Хагбард покачал головой.

- Они не возражают, чтобы были найдены позднеатлантические руины, которые ничего не расскажут о существовании иллюминатов. Что касается Пирамиды Глаза, то, как мне кажется, здесь у них реальная проблема. Уничтожить Пирамиду невозможно, а если бы даже они и могли, то не захотели бы. Она явно свидетельствует о существовании в прошлом сверхцивилизации.

- Хм, - сказал Джордж, которому вовсе не улыбалось встречаться с главой американского преступного синдиката, - тогда нам следует вернуться и самим раскопать храм Тефиды, пока его не захватили иллюминаты.

- Черт возьми! - сказала мисс Мао. - Это самый критический момент в истории цивилизации. У нас нет времени возиться с археологией.

- Он всего лишь легионер, - сказал Хагбард. - Хотя после выполнения этой миссии он узнает Прекраснейшую и станет диаконом. Тогда он поймет больше. Джордж, я хочу, чтобы ты стал посредником между дискордианским движением и Синдикатом. Ты отвезешь эти четыре статуи Роберту Патни Дрейку и расскажешь ему, что там, откуда их извлекли, есть много чего еще. Попроси Дрейка перестать работать на иллюминатов, пусть он прекратит охоту на наших людей и те заказные убийства, которые он разрабатывает вместе с иллюминатами. А чтобы продемонстрировать нам свою лояльность, пусть в ближайшие двадцать четыре часа прикончит 24 иллюминатских агента. Их имена будут в запечатанном конверте, который ты ему передашь.

ПЯТЕРКИ. СЕКС. ЗДЕСЬ ПРЕМУДРОСТЬ.

 

Прокурор штата Майло А. Фланаган стоял на крыше высотного дома на Лейк-Шор-драйв, в котором он жил, и пристально разглядывал в мощный бинокль серо-голубую гладь озера Мичиган. Дело было двадцать четвертого апреля, в день завершения проекта «Тефида». В любой момент могло появиться грузовое судно, похожее на любое другое грузовое судно Великих Озер, направляющееся к шлюзам реки Чикаго. Только у этого в трюме будет демонтированный атлантический храм, упакованный в большие ящики.
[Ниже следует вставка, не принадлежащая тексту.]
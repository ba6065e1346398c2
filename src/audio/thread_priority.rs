// Copyright (C) 2026 Michael Wilson <mike@mdwn.dev>
//
// This program is free software: you can redistribute it and/or modify it under
// the terms of the GNU General Public License as published by the Free Software
// Foundation, version 3.
//
// This program is distributed in the hope that it will be useful, but WITHOUT
// ANY WARRANTY; without even the implied warranty of MERCHANTABILITY or FITNESS
// FOR A PARTICULAR PURPOSE. See the GNU General Public License for more details.
//
// You should have received a copy of the GNU General Public License along with
// this program. If not, see <https://www.gnu.org/licenses/>.
//
use thread_priority::{set_current_thread_priority, ThreadPriority, ThreadPriorityValue};
use tracing::{info, warn};

const PRIORITY_ENV: &str = "OPMPLAY_THREAD_PRIORITY";
const DISABLE_RT_ENV: &str = "OPMPLAY_DISABLE_RT_AUDIO";

/// Priority for the render callback thread when OPMPLAY_THREAD_PRIORITY is unset.
const DEFAULT_CALLBACK_THREAD_PRIORITY: u8 = 70;

fn parse_priority(value: Option<&str>) -> u8 {
    value
        .and_then(|v| v.trim().parse::<u8>().ok())
        .filter(|n| *n < 100)
        .unwrap_or(DEFAULT_CALLBACK_THREAD_PRIORITY)
}

/// Reads OPMPLAY_THREAD_PRIORITY (0-99). Called before the stream is built so
/// the render callback never touches the environment.
pub fn callback_thread_priority() -> Option<ThreadPriorityValue> {
    ThreadPriorityValue::try_from(parse_priority(std::env::var(PRIORITY_ENV).ok().as_deref())).ok()
}

fn is_truthy(value: &str) -> bool {
    value == "1"
        || value.eq_ignore_ascii_case("true")
        || value.eq_ignore_ascii_case("yes")
        || value.eq_ignore_ascii_case("on")
}

/// Whether to try SCHED_FIFO for the render callback. Disabled with OPMPLAY_DISABLE_RT_AUDIO=1.
pub fn rt_audio_enabled() -> bool {
    !std::env::var(DISABLE_RT_ENV)
        .map(|v| is_truthy(&v))
        .unwrap_or(false)
}

/// Raises the calling thread's priority the first time it is called for a stream.
pub fn configure_audio_thread_priority(
    priority: Option<ThreadPriorityValue>,
    rt_audio: bool,
    priority_set: &mut bool,
) {
    if *priority_set {
        return;
    }
    *priority_set = true;
    let Some(priority) = priority else {
        return;
    };

    let tp = ThreadPriority::Crossplatform(priority);
    let _ = set_current_thread_priority(tp);

    #[cfg(unix)]
    if rt_audio {
        use thread_priority::unix::{
            set_thread_priority_and_policy, thread_native_id, RealtimeThreadSchedulePolicy,
            ThreadSchedulePolicy,
        };
        match set_thread_priority_and_policy(
            thread_native_id(),
            tp,
            ThreadSchedulePolicy::Realtime(RealtimeThreadSchedulePolicy::Fifo),
        ) {
            Ok(()) => info!("Enabled RT SCHED_FIFO for render callback thread"),
            Err(e) => warn!(
                error = %e,
                "Failed to set RT SCHED_FIFO for render callback thread"
            ),
        }
    }

    #[cfg(not(unix))]
    let _ = rt_audio;
}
Опознавательным знаком явится красный треугольник на трубе.

Фланаган (известный в ордене как брат Иоганн Бегхард) обязан был проверить груз и послать отчет в Ложу Бдительности, североамериканский командный центр иллюминатов. После этого демонтированному храму предстояло отправиться вниз по реке в Сент-Луис. А уж оттуда, по предварительной договоренности с Президентом США, грузовики под охраной армии должны были доставить его в Форт-Нокс. Президент не знал, с кем имеет дело. ЦРУ сообщило ему, что эти памятники старины поступили от Ливонского национально-освободительного движения, из-за Железного Занавеса. Некоторые генералы в ЦРУ знали истинный характер организации, которой помогала Америка, потому что сами были членами этой организации. Ясное дело, Синдикат (даже не нуждаясь в прикрытии) хранил три четверти своего золота вместе с государственным золотым запасом в Форт-Ноксе. «Разве можно найти более надежное место?» - однажды спросил Роберт Патни Дрейк.
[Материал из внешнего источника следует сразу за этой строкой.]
// Copyright (C) 2026 Michael Wilson <mike@mdwn.dev>
//
// This program is free software: you can redistribute it and/or modify it under
// the terms of the GNU General Public License as published by the Free Software
// Foundation, version 3.
//
// This program is distributed in the hope that it will be useful, but WITHOUT
// ANY WARRANTY; without even the implied warranty of MERCHANTABILITY or FITNESS
// FOR A PARTICULAR PURPOSE. See the GNU General Public License for more details.
//
// You should have received a copy of the GNU General Public License along with
// this program. If not, see <https://www.gnu.org/licenses/>.
//
use std::error::Error;
use std::path::{Path, PathBuf};

use clap::{crate_version, Parser, Subcommand};
use opmplay::analysis::SignalStats;
use opmplay::audio;
use opmplay::config::Config;
use opmplay::session::{CancelHandle, PlaybackReport, Session};
use opmplay::util::{duration_minutes_seconds, filename_display};
use tracing::{error, info};
use tracing_subscriber::EnvFilter;

const DEFAULT_WAV: &str = "opmplay_output.wav";

#[derive(Parser)]
#[clap(
    author = "Michael Wilson",
    version = crate_version!(),
    about = "A timed register-event player for the YM2151."
)]
struct Cli {
    #[clap(subcommand)]
    command: Commands,
}

#[derive(Subcommand)]
enum Commands {
    /// Compiles the demo sequence and writes both passes as JSON.
    Compile {
        /// The path to the engine config.
        #[arg(short, long)]
        config: Option<PathBuf>,
        /// The directory to write pass1.json and pass2.json to.
        #[arg(short, long, default_value = ".")]
        output_dir: PathBuf,
    },
    /// Plays the demo sequence through an audio device and captures it to a WAV file.
    Play {
        /// The path to the engine config.
        #[arg(short, long)]
        config: Option<PathBuf>,
        /// The device name to play through. Overrides the config.
        #[arg(short, long)]
        device: Option<String>,
        /// The WAV file to write the capture to.
        #[arg(default_value = DEFAULT_WAV)]
        wav: PathBuf,
    },
    /// Renders the demo sequence to a WAV file without an audio device.
    Render {
        /// The path to the engine config.
        #[arg(short, long)]
        config: Option<PathBuf>,
        /// The WAV file to write.
        #[arg(default_value = DEFAULT_WAV)]
        wav: PathBuf,
    },
    /// Lists the available audio output devices.
    Devices {},
}

fn main() -> Result<(), Box<dyn Error>> {
    tracing_subscriber::fmt()
        .with_env_filter(EnvFilter::from_default_env())
        .init();

    let cli = Cli::parse();

    match cli.command {
        Commands::Compile { config, output_dir } => {
            let config = Config::load(config.as_deref())?;
            let session = Session::new(&config.engine())?;
            let compiled = session.compile(&session.demo_score())?;
            compiled.export_events(&output_dir)?;

            println!(
                "Wrote {} pass-1 and {} pass-2 events to {}.",
                compiled.pass1.len(),
                compiled.pass2.len(),
                output_dir.display()
            );
        }
        Commands::Play {
            config,
            device,
            wav,
        } => {
            let config = Config::load(config.as_deref())?;
            let mut audio_config = config.audio();
            if let Some(device) = device {
                audio_config.set_device(&device);
            }

            let session = Session::new(&config.engine())?;
            let compiled = session.compile(&session.demo_score())?;
            let device = audio::get_device(&audio_config)?;

            println!(
                "Playing {} on {}.",
                duration_minutes_seconds(
                    session
                        .timing()
                        .samples_to_duration(compiled.total_samples)
                ),
                device
            );
            let report = session.play(
                &compiled,
                device.as_ref(),
                true,
                &CancelHandle::new(),
            )?;
            write_capture(&report, &wav);
        }
        Commands::Render { config, wav } => {
            let config = Config::load(config.as_deref())?;
            let session = Session::new(&config.engine())?;
            let compiled = session.compile(&session.demo_score())?;
            let report = session.render(&compiled, true)?;

            if let Some(capture) = &report.capture {
                println!("Signal: {}", SignalStats::from_interleaved(capture.frames()));
            }
            write_capture(&report, &wav);
        }
        Commands::Devices {} => {
            let devices = audio::list_devices()?;

            if devices.is_empty() {
                println!("No devices found.");
                return Ok(());
            }

            println!("Devices:");
            for device in devices {
                println!("- {}", device);
            }
        }
    }

    Ok(())
}

/// Writes the capture from a finished session. Failures are logged; the
/// session itself has already completed.
fn write_capture(report: &PlaybackReport, path: &Path) {
    if report.handshake_violations > 0 {
        error!(
            violations = report.handshake_violations,
            "Bus handshake was violated during playback."
        );
    }

    let Some(capture) = &report.capture else {
        return;
    };
    match capture.write_wav(path, report.native_rate) {
        Ok(()) => {
            info!(file = filename_display(path), "Wrote capture.");
            println!(
                "Wrote {} frames at {} Hz to {}.",
                capture.position(),
                report.native_rate,
                path.display()
            );
        }
        Err(e) => error!(err = e.to_string(), "Unable to write capture."),
    }
}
Но грузовое судно запаздывало. Ветер сбивал Фланагана с ног, трепал его волнистые седые волосы, развевал рукава его элегантного пиджака и штанины брюк. Проклятый чикагский ветер! Фланаган боролся с ним всю жизнь. Это сделало из него человека, которым он стал.

На крышу вышел сержант полиции Отто Уотерхаус. Он был в личном распоряжении Фланагана, а это означало, что он числился в платежных ведомостях полицейского управления, Синдиката и еще одной организации, регулярно перечислявшей фиксированную сумму на счет герра Отто Вассергауса в баварский банк. Чернокожий Уотерхаус, ростом шесть с половиной футов, сделал себе карьеру в чикагской полиции на том, что преследовал, истязал, калечил и убивал представителей своей расы гораздо охотнее и усерднее, чем обычный шериф с Миссисипи. Фланаган давно заприметил холодный роман-ненависть Уотерхауса со смертью и приблизил его к себе.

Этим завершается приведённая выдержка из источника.